Monday, September 11, 2006

The Divergent Paths

From today's Studio Briefing (to be posted shortly over at the IMDB):
ABC aired Pt. 1 of its controversial The Path to 9/11 miniseries largely intact Sunday amid protests from former government officials depicted in the film. It was immediately followed by a special edition of Nightline that contradicted virtually all of the film's allegations against the officials. (The controversy was also covered earlier in the week on ABC's World News with Charles Gibson.) Among those who had expressed outrage over the film's content were former President Bill Clinton, former Secretary of State Madeleine Albright, and former National Security Advisor Sandy Berger. In addition, the network had reportedly received hundreds of thousands of messages from Democrats. Protests were also organized outside the ABC headquarters in New York and Burbank, CA. On its website, ABC News posted "a sampling of written complaint regarding ABC Entertainment's film." They included comments from former counterterrorism czar Richard Clarke, who served under both Clinton and George H.W. Bush and is depicted in the film, who called the film "an egregious distortion that does a deep disservice both to history and to those ... depicted." Bruce R. Lindsey, CEO of the Clinton Foundation, wrote, "As a nation, we need to be focused on preventing another attack, not fictionalizing the last one for television ratings. ... [The film] cheapens the fifth anniversary of what was a very painful moment in history for all Americans." On the other hand, the ABC News site also posted a message from the Traditional Values Coalition, which posted the deleted footage on its website at http://traditionalvalues.org/clinton_abc.html. The group's chairman, the Rev. Louis P. Sheldon, wrote: "ABC-TV has surrendered. ... ABC-TV has now been proven to be owned and operated by Mr. Clinton and the vast left wing conspiracy. ABC's lack of spine is what is 'despicable,' not this factual program." On ABC's primary website, www.ABC.com, David Cunningham, the film's director, wrote, "The eight years from the first WTC bombing to the day of 9/11 involved two administrations with plenty of culpability all around. Something needs to explain how that happened."

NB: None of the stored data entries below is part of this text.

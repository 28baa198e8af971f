//! Domain events and their post-commit distribution.
//!
//! Events describe facts that have already been committed (a movement was
//! recorded, an order was placed). They are published only after the write
//! that produced them succeeded; the ledger and order store remain the source
//! of truth.

pub mod bus;
pub mod envelope;
pub mod event;
pub mod in_memory_bus;

pub use bus::{EventBus, Subscription};
pub use envelope::{EventEnvelope, JsonEnvelope};
pub use event::Event;
pub use in_memory_bus::{InMemoryBusError, InMemoryEventBus};
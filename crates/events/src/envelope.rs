use chrono::{DateTime, Utc};
use serde::{Deserialize, Serialize};
use serde_json::Value as JsonValue;
use uuid::Uuid;

use crate::event::Event;

/// Envelope for a published event, carrying stream metadata.
///
/// - `aggregate_id`/`aggregate_type` name the record the event is about
///   (a product's stock, an order).
/// - `sequence_number` is the position of the fact in its source: the global
///   ledger sequence for movements, the aggregate version for orders.
#[derive(Debug, Clone, PartialEq, Eq, Serialize, Deserialize)]
pub struct EventEnvelope<E> {
    event_id: Uuid,

    aggregate_id: Uuid,
    aggregate_type: String,

    sequence_number: u64,

    event_type: String,
    event_version: u32,
    occurred_at: DateTime<Utc>,

    payload: E,
}

/// Envelope with a JSON payload, the unit placed on the bus.
pub type JsonEnvelope = EventEnvelope<JsonValue>;

impl<E> EventEnvelope<E> {
    pub fn event_id(&self) -> Uuid {
        self.event_id
    }

    pub fn aggregate_id(&self) -> Uuid {
        self.aggregate_id
    }

    pub fn aggregate_type(&self) -> &str {
        &self.aggregate_type
    }

    pub fn sequence_number(&self) -> u64 {
        self.sequence_number
    }

    pub fn event_type(&self) -> &str {
        &self.event_type
    }

    pub fn event_version(&self) -> u32 {
        self.event_version
    }

    pub fn occurred_at(&self) -> DateTime<Utc> {
        self.occurred_at
    }

    pub fn payload(&self) -> &E {
        &self.payload
    }

    pub fn into_payload(self) -> E {
        self.payload
    }
}

impl EventEnvelope<JsonValue> {
    /// Wrap a typed event, serializing its payload to JSON.
    pub fn from_event<Ev>(
        aggregate_id: impl Into<Uuid>,
        aggregate_type: impl Into<String>,
        sequence_number: u64,
        event: &Ev,
    ) -> Result<Self, serde_json::Error>
    where
        Ev: Event + Serialize,
    {
        Ok(Self {
            event_id: Uuid::now_v7(),
            aggregate_id: aggregate_id.into(),
            aggregate_type: aggregate_type.into(),
            sequence_number,
            event_type: event.event_type().to_string(),
            event_version: event.version(),
            occurred_at: event.occurred_at(),
            payload: serde_json::to_value(event)?,
        })
    }
}
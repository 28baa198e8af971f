//! `stockwise-demo`: seed an in-memory engine, run one order through its
//! lifecycle and print the resulting state as JSON.

use anyhow::{Context, Result};

use stockwise_core::Page;
use stockwise_infra::dto::{CreateOrderRequest, ErrorBody, OrderItemRequest};
use stockwise_infra::seed::seed_demo;
use stockwise_infra::{EngineConfig, StockEngine};

fn main() -> Result<()> {
    stockwise_observability::init();

    let config = EngineConfig::from_env().context("invalid STOCKWISE_* configuration")?;
    let engine = StockEngine::in_memory(config);
    let events = engine.subscribe();

    let summary = seed_demo(&engine).context("seeding demo data")?;

    let product_id = *summary
        .product_ids
        .iter()
        .max_by_key(|id| engine.projector().on_hand(**id).unwrap_or(0))
        .context("seed produced no products")?;
    let on_hand = engine.projector().on_hand(product_id)?;

    // One order that fits, then one that asks for more than is left.
    let order = engine.create_order(
        CreateOrderRequest {
            customer_id: None,
            items: vec![OrderItemRequest { product_id, quantity: 1 }],
        },
        None,
    )?;
    println!("{}", serde_json::to_string_pretty(&order)?);

    let too_many = CreateOrderRequest {
        customer_id: None,
        items: vec![OrderItemRequest {
            product_id,
            quantity: on_hand + 1,
        }],
    };
    if let Err(err) = engine.create_order(too_many, None) {
        println!("{}", serde_json::to_string_pretty(&ErrorBody::from(err))?);
    }

    engine.cancel_order(order.id)?;

    println!("{}", serde_json::to_string_pretty(&engine.dashboard()?)?);
    println!("{}", serde_json::to_string_pretty(&engine.movements(Some(Page::new(0, 5)))?)?);
    println!("{}", serde_json::to_string_pretty(&engine.low_stock()?)?);

    let published = events.drain();
    tracing::info!(events = published.len(), "demo finished");
    Ok(())
}
//! `stockwise-core`: domain foundation building blocks.
//!
//! This crate contains **pure domain** primitives (no infrastructure concerns).

pub mod aggregate;
pub mod entity;
pub mod error;
pub mod id;
pub mod page;
pub mod value_object;

pub use aggregate::{Aggregate, AggregateRoot};
pub use entity::Entity;
pub use error::{DomainError, DomainResult, StockShortfall};
pub use id::{CustomerId, MovementId, OrderId, ProductId, SupplierId, UserId};
pub use page::Page;
pub use value_object::{Money, ValueObject};
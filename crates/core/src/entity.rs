//! Entity trait: identity + continuity across state changes.

/// Entity marker + minimal interface.
pub trait Entity {
    /// Strongly-typed entity identifier.
    type Id: Copy + Eq + core::hash::Hash + core::fmt::Debug + core::fmt::Display;

    /// Returns the entity identifier.
    fn id(&self) -> &Self::Id;

    /// Human-readable entity kind, used in `NotFound` errors (e.g. "product").
    const KIND: &'static str;
}
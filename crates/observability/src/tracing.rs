//! Tracing/logging initialization.
//!
//! Filtering follows `RUST_LOG` (default `info`); output is JSON unless
//! `STOCKWISE_LOG_FORMAT=pretty`.

use tracing_subscriber::EnvFilter;

pub const ENV_LOG_FORMAT: &str = "STOCKWISE_LOG_FORMAT";

#[derive(Debug, Clone, Copy, Default, PartialEq, Eq)]
pub enum LogFormat {
    /// One JSON object per line, for log shipping.
    #[default]
    Json,
    /// Human-readable multi-line output for local runs.
    Pretty,
}

impl LogFormat {
    pub fn from_env() -> Self {
        std::env::var(ENV_LOG_FORMAT)
            .ok()
            .map(|v| Self::parse(&v))
            .unwrap_or_default()
    }

    /// Unknown values fall back to JSON.
    pub fn parse(value: &str) -> Self {
        match value.trim().to_ascii_lowercase().as_str() {
            "pretty" | "text" => LogFormat::Pretty,
            _ => LogFormat::Json,
        }
    }
}

/// Initialize tracing/logging for the process.
///
/// Safe to call multiple times (subsequent calls are no-ops).
pub fn init(format: LogFormat) {
    let filter = EnvFilter::try_from_default_env().unwrap_or_else(|_| EnvFilter::new("info"));

    let builder = tracing_subscriber::fmt()
        .with_env_filter(filter)
        .with_timer(tracing_subscriber::fmt::time::SystemTime)
        .with_target(false);

    let _ = match format {
        LogFormat::Json => builder.json().try_init(),
        LogFormat::Pretty => builder.pretty().try_init(),
    };
}

#[cfg(test)]
mod tests {
    use super::*;

    #[test]
    fn format_parsing_defaults_to_json() {
        assert_eq!(LogFormat::parse("pretty"), LogFormat::Pretty);
        assert_eq!(LogFormat::parse(" Pretty "), LogFormat::Pretty);
        assert_eq!(LogFormat::parse("json"), LogFormat::Json);
        assert_eq!(LogFormat::parse("xml"), LogFormat::Json);
    }

    #[test]
    fn init_twice_is_harmless() {
        init(LogFormat::Json);
        init(LogFormat::Pretty);
    }
}
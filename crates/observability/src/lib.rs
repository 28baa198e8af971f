//! Tracing and logging setup shared by binaries and tests.

/// Initialize process-wide tracing with the format from `STOCKWISE_LOG_FORMAT`.
///
/// This is safe to call multiple times; subsequent calls become no-ops.
pub fn init() {
    tracing::init(tracing::LogFormat::from_env());
}

/// Tracing configuration (filters, output format).
pub mod tracing;

pub use self::tracing::LogFormat;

And while it got decent ratings, it was still beaten by football:
The first night of The Path to 9/11 performed strongly in the ratings, coming in second only to Sunday Night Football on NBC. The miniseries posted a 7.6 rating and a 12 share in the 8:00 p.m. hour, then rose to a 7.6/11 at 9:00 p.m., finally peaking with a 7.9/13 during the 10:00 p.m. hour.
[UPDATE] ThinkProgress has a post with info from MediaWeek on the overnight TV ratings from Sunday night. Football had double the viewers of ABC's mockudrama, which also tied with the repeat broadcast of CBS's 9/11 special.